>>>
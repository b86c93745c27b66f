use async_trait::async_trait;

use crate::{IndicatorSnapshot, RawCandle, Result};

/// Abstraction over the market data provider.
///
/// `FmpClient` in `crates/market` implements this against the REST API.
/// Implementations own transport concerns (keys, rate limits, timeouts,
/// retries); the core never retries a failed call. Failures surface as
/// `Error::DataSource`.
#[async_trait]
pub trait MarketDataSource: Send + Sync {
    /// Recent candles for `asset`, in whatever order the provider returns.
    async fn candles(&self, asset: &str, timeframe: &str, limit: usize) -> Result<Vec<RawCandle>>;

    /// Latest provider-side indicator readings, `None` when unavailable.
    async fn indicators(&self, asset: &str, timeframe: &str) -> Result<Option<IndicatorSnapshot>>;
}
<<<
The whole set of records needs to be written out exactly.

repository b86c93745c27b66f
use async_trait::async_trait;

use crate::{IndicatorSnapshot, RawCandle, Result};

/// Abstraction over the market data provider.
///
/// `FmpClient` in `crates/market` implements this against the REST API.
/// Implementations own transport concerns (keys, rate limits, timeouts,
/// retries); the core never retries a failed call. Failures surface as
/// `Error::DataSource`.
#[async_trait]
pub trait MarketDataSource: Send + Sync {
    /// Recent candles for `asset`, in whatever order the provider returns.
    async fn candles(&self, asset: &str, timeframe: &str, limit: usize) -> Result<Vec<RawCandle>>;

    /// Latest provider-side indicator readings, `None` when unavailable.
    async fn indicators(&self, asset: &str, timeframe: &str) -> Result<Option<IndicatorSnapshot>>;
}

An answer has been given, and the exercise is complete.